Sometimes these difficulties associated with assembling a competent team mean that the project schedule will need to be adjusted accordingly. Corners cannot be cut simply because experienced engineers are working on sites elsewhere.
That said, it may be possible to bring in a contractor who will be closely managed by an appropriately experienced consultant, if delays prove difficult to accommodate. This is one of the reasons we were appointed to oversee a decommissioning project in Canada, for example, where potentially explosive products had been left in a shut-down fertiliser plant.

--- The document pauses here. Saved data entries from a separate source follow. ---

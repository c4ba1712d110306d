// Copyright (c) Microsoft Corporation.
// Licensed under the MIT license.

//! Suspension building blocks for task code.
//!
//! [`Park`] is the one-shot future every native waiting primitive is built from: announce the suspension, publish the
//! sleep token to whoever will deliver the wakeup, return `Pending` once, and consume the cycle on resume. Waiting
//! loops recheck their condition, the cancellation request, and their deadline after every resume, so a wakeup
//! reported for the wrong reason is never more than a spurious iteration.

//======================================================================================================================
// Imports
//======================================================================================================================

use crate::runtime::{
    deadline::Deadline,
    fail::Fail,
    processor::worker::try_current_task,
    reactor::timer::TimerTarget,
    task::{
        state::{
            SleepToken,
            WakeSource,
        },
        TaskContext,
    },
};
use ::std::{
    future::Future,
    pin::Pin,
    sync::Arc,
    task::{
        Context,
        Poll,
    },
    time::Duration,
};

//======================================================================================================================
// Structures
//======================================================================================================================

/// One suspension of the current task. Created inside the task, awaited at most once. Dropping it before completion
/// retires the announced suspension so a later wakeup holding its token bounces as stale.
pub(crate) struct Park {
    ctx: Arc<TaskContext>,
    token: SleepToken,
    phase: ParkPhase,
}

enum ParkPhase {
    Init,
    Yielded,
    Done,
}

/// How a [`Park`] ended.
#[derive(Clone, Copy, PartialEq, Eq, Debug)]
pub(crate) enum ParkResult {
    /// A wakeup landed; `WakeSource` is the primary recorded source. Advisory: waiting loops verify their actual
    /// condition, cancellation, and deadline themselves.
    Woken(WakeSource),
    /// Another branch of the same task consumed the sleep cycle first. Treat as spurious.
    StaleCycle,
}

/// Scope guard that defers acting on cancellation requests. While at least one blocker is alive, the task's
/// cancellation points report nothing; a request landing meanwhile still wakes the task, which then treats the
/// resume as spurious. The sticky reason takes effect once the last blocker drops.
pub struct CancellationBlocker {
    ctx: Option<Arc<TaskContext>>,
}

//======================================================================================================================
// Associate Functions
//======================================================================================================================

impl Park {
    /// Announces a suspension of `ctx` and captures its sleep token.
    pub(crate) fn new(ctx: Arc<TaskContext>) -> Self {
        let token: SleepToken = ctx.state().prepare_sleep();
        Self {
            ctx,
            token,
            phase: ParkPhase::Init,
        }
    }

    /// The token identifying this sleep cycle. Hand it to whoever delivers the wakeup.
    pub(crate) fn token(&self) -> SleepToken {
        self.token
    }
}

impl CancellationBlocker {
    /// Starts deferring cancellation for the current task. Outside a task this is inert.
    pub fn new() -> Self {
        let ctx: Option<Arc<TaskContext>> = try_current_task();
        if let Some(ctx) = &ctx {
            ctx.block_cancel();
        }
        Self { ctx }
    }
}

//======================================================================================================================
// Standalone Functions
//======================================================================================================================

/// Reschedules the current task to the back of its run queue, letting everything already queued run first. Outside
/// a task this is a no-op.
pub async fn yield_now() {
    let ctx: Arc<TaskContext> = match try_current_task() {
        Some(ctx) => ctx,
        None => return,
    };
    let park: Park = Park::new(ctx.clone());
    // Pre-deliver the wakeup so the suspension turns into a requeue instead of a park.
    ctx.wake(park.token(), WakeSource::Yield);
    let _: ParkResult = park.await;
}

/// Suspends the current task until `deadline` passes. An unreachable deadline parks the task until it is cancelled.
/// Fails with ECANCELED if cancellation fires first.
pub async fn sleep_until(deadline: Deadline) -> Result<(), Fail> {
    let ctx: Arc<TaskContext> = current_task_or_fail("sleep_until")?;
    loop {
        if ctx.should_cancel() {
            return Err(cancelled_fail(&ctx, "sleep_until"));
        }
        if deadline.is_reached() {
            return Ok(());
        }
        let park: Park = Park::new(ctx.clone());
        arm_wake_timer(&ctx, deadline, park.token());
        let _: ParkResult = park.await;
    }
}

/// Suspends the current task for `timeout`. Fails with ECANCELED if cancellation fires first.
pub async fn sleep_for(timeout: Duration) -> Result<(), Fail> {
    sleep_until(Deadline::from_duration(timeout)).await
}

/// Reports a pending cancellation request of the current task as ECANCELED, acknowledging it. Ok outside a task,
/// while a [`CancellationBlocker`] is alive, or when no cancellation was requested.
pub fn cancellation_point() -> Result<(), Fail> {
    if let Some(ctx) = try_current_task() {
        if ctx.should_cancel() {
            return Err(cancelled_fail(&ctx, "cancellation_point"));
        }
    }
    Ok(())
}

/// Builds the ECANCELED failure for a task bailing out on cancellation, acknowledging the request so the task counts
/// as cancelled when it finishes.
pub(crate) fn cancelled_fail(ctx: &TaskContext, what: &str) -> Fail {
    ctx.note_cancel_observed();
    let reason: &str = match ctx.cancel_reason() {
        Some(reason) => reason.as_str(),
        None => "unknown",
    };
    let cause: String = format!("{}: task cancelled ({})", what, reason);
    debug!("task {}: {}", ctx.id(), &cause);
    Fail::cancelled(&cause)
}

/// Arms a one-shot timer that wakes `ctx` out of the sleep cycle `token` once `deadline` passes. Unreachable
/// deadlines arm nothing.
pub(crate) fn arm_wake_timer(ctx: &Arc<TaskContext>, deadline: Deadline, token: SleepToken) {
    if let Some(when) = deadline.instant() {
        if let Some(processor) = ctx.processor() {
            processor.event_loop().arm_timer(when, TimerTarget::Wake {
                task: Arc::downgrade(ctx),
                token,
            });
        }
    }
}

/// The current task, or EPERM for callers outside any task.
pub(crate) fn current_task_or_fail(what: &str) -> Result<Arc<TaskContext>, Fail> {
    match try_current_task() {
        Some(ctx) => Ok(ctx),
        None => {
            let cause: String = format!("{}(): not called from a task", what);
            error!("{}", &cause);
            Err(Fail::new(libc::EPERM, &cause))
        },
    }
}

//======================================================================================================================
// Trait Implementations
//======================================================================================================================

/// Future Trait Implementation for Parks
impl Future for Park {
    type Output = ParkResult;

    fn poll(mut self: Pin<&mut Self>, _cx: &mut Context<'_>) -> Poll<ParkResult> {
        match self.phase {
            ParkPhase::Init => {
                self.phase = ParkPhase::Yielded;
                Poll::Pending
            },
            ParkPhase::Yielded => {
                self.phase = ParkPhase::Done;
                match self.ctx.state().finish_sleep(self.token) {
                    Some(source) => Poll::Ready(ParkResult::Woken(source)),
                    None => Poll::Ready(ParkResult::StaleCycle),
                }
            },
            ParkPhase::Done => unreachable!("Park polled after completion"),
        }
    }
}

/// Drop Trait Implementation for Parks
impl Drop for Park {
    fn drop(&mut self) {
        if !matches!(self.phase, ParkPhase::Done) {
            self.ctx.state().abort_sleep(self.token);
        }
    }
}

/// Default Trait Implementation for Cancellation Blockers
impl Default for CancellationBlocker {
    fn default() -> Self {
        Self::new()
    }
}

/// Drop Trait Implementation for Cancellation Blockers
impl Drop for CancellationBlocker {
    fn drop(&mut self) {
        if let Some(ctx) = &self.ctx {
            ctx.unblock_cancel();
        }
    }
}

//======================================================================================================================
// Unit Tests
//======================================================================================================================
// Copyright (c) Microsoft Corporation.
// Licensed under the MIT license.

//======================================================================================================================
// Imports
//======================================================================================================================

use crate::runtime::{
    deadline::Deadline,
    fail::Fail,
    processor::worker,
    sleep::{
        arm_wake_timer,
        cancelled_fail,
        current_task_or_fail,
        Park,
        ParkResult,
    },
    task::{
        CancellationReason,
        TaskContext,
        TaskId,
        TaskState,
    },
};
use ::std::{
    any::Any,
    panic::resume_unwind,
    sync::{
        Arc,
        Mutex,
    },
    time::Duration,
};

//======================================================================================================================
// Structures
//======================================================================================================================

/// Slot the task's wrapper future parks the user result in. Filled exactly once, before the task's terminal
/// transition.
pub(crate) struct ResultCell<R> {
    value: Mutex<Option<R>>,
}

/// Owning handle of one task.
///
/// Dropping a live task's handle abandons it: the task is cancelled with reason
/// [`CancellationReason::Abandoned`] and, when the drop happens off-task, the drop blocks until the task is gone.
/// Call [`Self::detach`] to let the task run free instead.
pub struct TaskHandle<R> {
    ctx: Arc<TaskContext>,
    cell: Arc<ResultCell<R>>,
    /// Raised once ownership moved elsewhere. A defused handle does nothing on drop.
    defused: bool,
}

/// Cloneable handle of one task, for results that many waiters read. Unlike [`TaskHandle`], dropping shared
/// handles never cancels the task.
pub struct SharedTaskHandle<R: Clone> {
    ctx: Arc<TaskContext>,
    cell: Arc<ResultCell<R>>,
}

//======================================================================================================================
// Associate Functions
//======================================================================================================================

impl<R> ResultCell<R> {
    pub(crate) fn new() -> Self {
        Self {
            value: Mutex::new(None),
        }
    }

    pub(crate) fn set(&self, value: R) {
        *self.value.lock().unwrap() = Some(value);
    }

    fn take(&self) -> Option<R> {
        self.value.lock().unwrap().take()
    }
}

impl<R: Clone> ResultCell<R> {
    fn clone_value(&self) -> Option<R> {
        self.value.lock().unwrap().clone()
    }
}

impl<R> TaskHandle<R> {
    pub(crate) fn new(ctx: Arc<TaskContext>, cell: Arc<ResultCell<R>>) -> Self {
        Self {
            ctx,
            cell,
            defused: false,
        }
    }

    pub fn id(&self) -> TaskId {
        self.ctx.id()
    }

    pub fn task_state(&self) -> TaskState {
        self.ctx.task_state()
    }

    /// Asks the task to cancel with reason [`CancellationReason::UserRequest`]. Returns whether this request was
    /// the first one.
    pub fn request_cancel(&self) -> bool {
        self.ctx.request_cancel(CancellationReason::UserRequest)
    }

    /// Arms a deadline past which the task is cancelled with reason [`CancellationReason::Deadline`].
    pub fn set_cancel_deadline(&self, deadline: Deadline) {
        self.ctx.set_cancel_deadline(deadline);
    }

    /// Why the task is being cancelled, if a cancellation has been requested.
    pub fn cancellation_reason(&self) -> Option<CancellationReason> {
        self.ctx.cancel_reason()
    }

    /// Whether the task reached a terminal state.
    pub fn is_finished(&self) -> bool {
        self.ctx.state().is_terminal()
    }

    /// Releases the task to run to completion on its own. Dropping what remains of the handle does not cancel it.
    pub fn detach(mut self) {
        self.ctx.detach();
        self.defused = true;
    }

    /// Converts this handle into a cloneable one.
    pub fn into_shared(mut self) -> SharedTaskHandle<R>
    where
        R: Clone,
    {
        self.defused = true;
        SharedTaskHandle {
            ctx: self.ctx.clone(),
            cell: self.cell.clone(),
        }
    }

    /// Blocks the calling thread until the task finishes, then returns its result. Must not be called from a
    /// task; tasks use [`Self::join`].
    pub fn wait(&self) -> Result<R, Fail> {
        self.wait_until(Deadline::never())
    }

    /// Bounded [`Self::wait`]. Fails with `ETIMEDOUT` when the task outlives the timeout.
    pub fn wait_for(&self, timeout: Duration) -> Result<R, Fail> {
        self.wait_until(Deadline::from_duration(timeout))
    }

    /// Bounded [`Self::wait`]. Fails with `ETIMEDOUT` when the task outlives the deadline.
    pub fn wait_until(&self, deadline: Deadline) -> Result<R, Fail> {
        wait_target(&self.ctx, deadline)?;
        self.collect()
    }

    /// Suspends the calling task until this task finishes, then returns its result.
    pub async fn join(&self) -> Result<R, Fail> {
        self.join_until(Deadline::never()).await
    }

    /// Bounded [`Self::join`]. Fails with `ETIMEDOUT` when the task outlives the deadline.
    pub async fn join_until(&self, deadline: Deadline) -> Result<R, Fail> {
        join_target(&self.ctx, deadline).await?;
        self.collect()
    }

    /// Turns the terminal state into the caller-visible outcome. A panic inside the task resumes unwinding here.
    fn collect(&self) -> Result<R, Fail> {
        let payload: Option<Box<dyn Any + Send>> = self.ctx.panic_slot.lock().unwrap().take();
        if let Some(payload) = payload {
            resume_unwind(payload);
        }
        match self.ctx.task_state() {
            TaskState::Cancelled => Err(cancelled_error(&self.ctx)),
            TaskState::Completed => match self.cell.take() {
                Some(value) => Ok(value),
                None => {
                    let cause: String = format!("result of task {} was already taken", self.ctx.id());
                    Err(Fail::new(libc::EINVAL, &cause))
                },
            },
            state => unreachable!("finished task {} reported state {:?}", self.ctx.id(), state),
        }
    }
}

impl<R: Clone> SharedTaskHandle<R> {
    pub fn id(&self) -> TaskId {
        self.ctx.id()
    }

    pub fn task_state(&self) -> TaskState {
        self.ctx.task_state()
    }

    /// Asks the task to cancel with reason [`CancellationReason::UserRequest`].
    pub fn request_cancel(&self) -> bool {
        self.ctx.request_cancel(CancellationReason::UserRequest)
    }

    /// Why the task is being cancelled, if a cancellation has been requested.
    pub fn cancellation_reason(&self) -> Option<CancellationReason> {
        self.ctx.cancel_reason()
    }

    /// Whether the task reached a terminal state.
    pub fn is_finished(&self) -> bool {
        self.ctx.state().is_terminal()
    }

    /// Blocks the calling thread until the task finishes, then returns a clone of its result. Must not be called
    /// from a task; tasks use [`Self::join`].
    pub fn wait(&self) -> Result<R, Fail> {
        self.wait_until(Deadline::never())
    }

    /// Bounded [`Self::wait`]. Fails with `ETIMEDOUT` when the task outlives the timeout.
    pub fn wait_for(&self, timeout: Duration) -> Result<R, Fail> {
        self.wait_until(Deadline::from_duration(timeout))
    }

    /// Bounded [`Self::wait`]. Fails with `ETIMEDOUT` when the task outlives the deadline.
    pub fn wait_until(&self, deadline: Deadline) -> Result<R, Fail> {
        wait_target(&self.ctx, deadline)?;
        self.collect_shared()
    }

    /// Suspends the calling task until this task finishes, then returns a clone of its result.
    pub async fn join(&self) -> Result<R, Fail> {
        self.join_until(Deadline::never()).await
    }

    /// Bounded [`Self::join`]. Fails with `ETIMEDOUT` when the task outlives the deadline.
    pub async fn join_until(&self, deadline: Deadline) -> Result<R, Fail> {
        join_target(&self.ctx, deadline).await?;
        self.collect_shared()
    }

    /// Like [`TaskHandle::collect`], but leaves the result and any panic in place so every clone sees them. A panic
    /// is rethrown by message, since its payload cannot be cloned.
    fn collect_shared(&self) -> Result<R, Fail> {
        let message: Option<String> = {
            let slot = self.ctx.panic_slot.lock().unwrap();
            slot.as_ref().map(|payload| panic_message(payload.as_ref()))
        };
        if let Some(message) = message {
            panic!("{}", message);
        }
        match self.ctx.task_state() {
            TaskState::Cancelled => Err(cancelled_error(&self.ctx)),
            TaskState::Completed => match self.cell.clone_value() {
                Some(value) => Ok(value),
                None => unreachable!("completed task {} left no result", self.ctx.id()),
            },
            state => unreachable!("finished task {} reported state {:?}", self.ctx.id(), state),
        }
    }
}

//======================================================================================================================
// Standalone Functions
//======================================================================================================================

/// Blocks the calling thread until `target` finishes or the deadline passes.
fn wait_target(target: &TaskContext, deadline: Deadline) -> Result<(), Fail> {
    if worker::try_current_task().is_some() {
        panic!("wait() must not be called from inside a task; join() suspends instead of blocking a worker");
    }

    let mut finished = target.join_sync.finished.lock().unwrap();
    while !*finished {
        match deadline.time_left() {
            None => finished = target.join_sync.cond.wait(finished).unwrap(),
            Some(left) if left.is_zero() => {
                let cause: String = format!("wait: task {} still live past the deadline", target.id());
                return Err(Fail::timed_out(&cause));
            },
            Some(left) => {
                let (guard, _) = target.join_sync.cond.wait_timeout(finished, left).unwrap();
                finished = guard;
            },
        }
    }
    Ok(())
}

/// Suspends the calling task until `target` finishes or the deadline passes.
async fn join_target(target: &Arc<TaskContext>, deadline: Deadline) -> Result<(), Fail> {
    let caller: Arc<TaskContext> = current_task_or_fail("join")?;
    loop {
        if caller.should_cancel() {
            return Err(cancelled_fail(&caller, "join"));
        }
        let park: Park = Park::new(caller.clone());
        {
            let mut joiners = target.joiners.lock().unwrap();
            // Terminal check under the joiners lock: the terminal transition happens before the final sweep of
            // this list, so either this check sees it or the sweep finds the waiter.
            if target.state().is_terminal() {
                return Ok(());
            }
            if deadline.is_reached() {
                let cause: String = format!("join: task {} still live past the deadline", target.id());
                return Err(Fail::timed_out(&cause));
            }
            joiners.append(caller.clone(), park.token());
        }
        arm_wake_timer(&caller, deadline, park.token());
        let _: ParkResult = park.await;
        target.joiners.lock().unwrap().remove(caller.id());
    }
}

fn cancelled_error(ctx: &TaskContext) -> Fail {
    let reason: &str = match ctx.cancel_reason() {
        Some(reason) => reason.as_str(),
        None => "unknown",
    };
    let cause: String = format!("task {} was cancelled ({})", ctx.id(), reason);
    Fail::cancelled(&cause)
}

fn panic_message(payload: &(dyn Any + Send)) -> String {
    if let Some(message) = payload.downcast_ref::<&'static str>() {
        (*message).to_string()
    } else if let Some(message) = payload.downcast_ref::<String>() {
        message.clone()
    } else {
        "task panicked".to_string()
    }
}

//======================================================================================================================
// Trait Implementations
//======================================================================================================================

/// Default Trait Implementation for Result Cells
impl<R> Default for ResultCell<R> {
    fn default() -> Self {
        Self::new()
    }
}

That said, other contributing factors can affect the amount of time required to conduct preparatory works. Drone technology can often provide a helpful inspection aide, for example. These unmanned aerial vehicles (UAVs) can be flown over an installation – and in some cases deep into specific structures – before people need enter any vessels or work at height themselves. The convenience and safety benefits associated with this clever use of technology should not be underestimated. It is far better to lose a drone than for a single person to suffer even a minor injury on-site.
The careful decontamination, matchmaking, disassembly, and sale of assets for re-erection elsewhere, is not unheard of throughout sector-wide manufacturing environments, and the world of chemicals is no different. RVA has previously overseen the careful dismantling of a 4,500 t ammonia plant shipped overseas from the UK to the Far East.
Pursuit of a buyer, as an initial strategy, is understandably a priority for asset owners who have invested >£300m in their plant – it is hard to relent that it is nothing more than scrap metal. However, in most cases, the time and energy invested in potential resale exercises is wasted. The cost of refurbishing and relocating the asset – on top of fees associated with the baseline decommissioning works themselves – soon eat into any potential project margin. Delays incurred whilst trying to find a buyer and negotiate also contribute to excessive site security, maintenance, leasing, permit and other holding costs, which further erode any revenue generation potential.
There are exceptions, as the aforementioned project illustrates, but it is important to acknowledge that multiple assets worldwide have laid idled for years and become nothing but a mounting liability for the owner, in the hope of finding a buyer that may never materialise – many a scrap skip lies testimony to this asset retirement route.
Community involvement can be overlooked when these often complex projects start to unfold, but communication with all project stakeholders is paramount.
Local authority departments including building control, Environment Agency, enforcement agencies, permitry organisations, local occupiers, resident and pressure groups all often have an interest when it comes to a plant closure – so proactive engagement is invariably the way to go.
From a wider environmental perspective, it is also important to note that certain materials are proving increasingly difficult – and expensive – to dispose of. Hazardous waste management contractors are permitted to only accept specific volumes of mercury and polychlorinated biphenyl at any one time, for example. The responsible and compliant disposal of these wastes will therefore also contribute to the cost management and scheduling of a redundant asset project.